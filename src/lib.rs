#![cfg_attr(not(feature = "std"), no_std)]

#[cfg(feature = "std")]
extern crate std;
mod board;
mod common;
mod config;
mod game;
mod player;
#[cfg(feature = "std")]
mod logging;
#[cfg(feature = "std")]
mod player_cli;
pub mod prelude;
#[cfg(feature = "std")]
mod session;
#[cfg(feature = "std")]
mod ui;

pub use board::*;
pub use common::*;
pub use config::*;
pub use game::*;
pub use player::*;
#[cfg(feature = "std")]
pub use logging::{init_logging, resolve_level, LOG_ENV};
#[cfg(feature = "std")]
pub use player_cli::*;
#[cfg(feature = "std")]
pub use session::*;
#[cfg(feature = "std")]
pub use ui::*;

⁂

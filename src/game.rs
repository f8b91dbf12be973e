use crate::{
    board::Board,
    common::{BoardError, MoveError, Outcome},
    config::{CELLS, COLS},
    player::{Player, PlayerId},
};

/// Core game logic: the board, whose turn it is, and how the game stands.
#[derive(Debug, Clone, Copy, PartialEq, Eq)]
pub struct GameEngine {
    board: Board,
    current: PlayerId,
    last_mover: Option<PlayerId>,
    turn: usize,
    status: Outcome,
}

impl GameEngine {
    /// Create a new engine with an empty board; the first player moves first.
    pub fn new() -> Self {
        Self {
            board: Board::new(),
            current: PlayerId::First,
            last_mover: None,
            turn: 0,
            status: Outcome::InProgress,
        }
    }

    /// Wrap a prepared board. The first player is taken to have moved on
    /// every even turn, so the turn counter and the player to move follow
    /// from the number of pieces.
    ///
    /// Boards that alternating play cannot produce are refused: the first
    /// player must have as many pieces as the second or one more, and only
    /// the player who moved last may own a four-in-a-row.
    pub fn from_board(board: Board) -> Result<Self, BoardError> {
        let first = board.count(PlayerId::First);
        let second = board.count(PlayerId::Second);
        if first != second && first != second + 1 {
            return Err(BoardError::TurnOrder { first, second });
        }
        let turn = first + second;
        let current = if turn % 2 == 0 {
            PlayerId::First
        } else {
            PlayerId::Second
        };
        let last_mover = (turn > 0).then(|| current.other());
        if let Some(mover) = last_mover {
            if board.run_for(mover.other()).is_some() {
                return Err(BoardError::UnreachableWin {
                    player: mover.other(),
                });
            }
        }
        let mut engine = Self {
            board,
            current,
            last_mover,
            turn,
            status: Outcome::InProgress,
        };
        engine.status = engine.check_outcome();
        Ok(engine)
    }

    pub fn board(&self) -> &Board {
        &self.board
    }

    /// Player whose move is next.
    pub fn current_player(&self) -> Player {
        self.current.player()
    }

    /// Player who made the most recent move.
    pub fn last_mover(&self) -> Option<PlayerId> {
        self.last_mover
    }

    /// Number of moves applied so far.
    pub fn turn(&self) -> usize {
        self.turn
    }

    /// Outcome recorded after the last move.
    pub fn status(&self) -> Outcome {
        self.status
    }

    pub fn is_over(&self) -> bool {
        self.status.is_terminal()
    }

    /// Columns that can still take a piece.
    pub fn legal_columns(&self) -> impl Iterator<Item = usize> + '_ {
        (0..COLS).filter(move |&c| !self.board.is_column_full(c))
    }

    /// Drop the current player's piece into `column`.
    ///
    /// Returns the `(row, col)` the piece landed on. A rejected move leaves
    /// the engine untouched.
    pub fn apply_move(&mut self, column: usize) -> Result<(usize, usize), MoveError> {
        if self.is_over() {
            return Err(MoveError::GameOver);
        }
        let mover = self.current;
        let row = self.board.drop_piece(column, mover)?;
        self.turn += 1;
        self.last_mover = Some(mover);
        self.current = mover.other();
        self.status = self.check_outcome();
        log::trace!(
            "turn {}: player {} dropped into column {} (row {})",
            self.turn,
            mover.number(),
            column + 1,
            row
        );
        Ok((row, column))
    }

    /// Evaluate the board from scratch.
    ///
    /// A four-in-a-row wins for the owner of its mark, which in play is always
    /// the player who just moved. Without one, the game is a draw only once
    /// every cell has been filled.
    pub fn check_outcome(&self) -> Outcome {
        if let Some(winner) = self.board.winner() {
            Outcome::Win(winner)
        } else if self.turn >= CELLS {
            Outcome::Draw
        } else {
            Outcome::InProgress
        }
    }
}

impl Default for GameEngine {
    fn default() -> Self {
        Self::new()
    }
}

⁂

THE TASK. Track down every line in the entries that includes the string "MoveError", and copy it.

TASK RESULT.
    common::{BoardError, MoveError, Outcome},
    pub fn apply_move(&mut self, column: usize) -> Result<(usize, usize), MoveError> {
            return Err(MoveError::GameOver);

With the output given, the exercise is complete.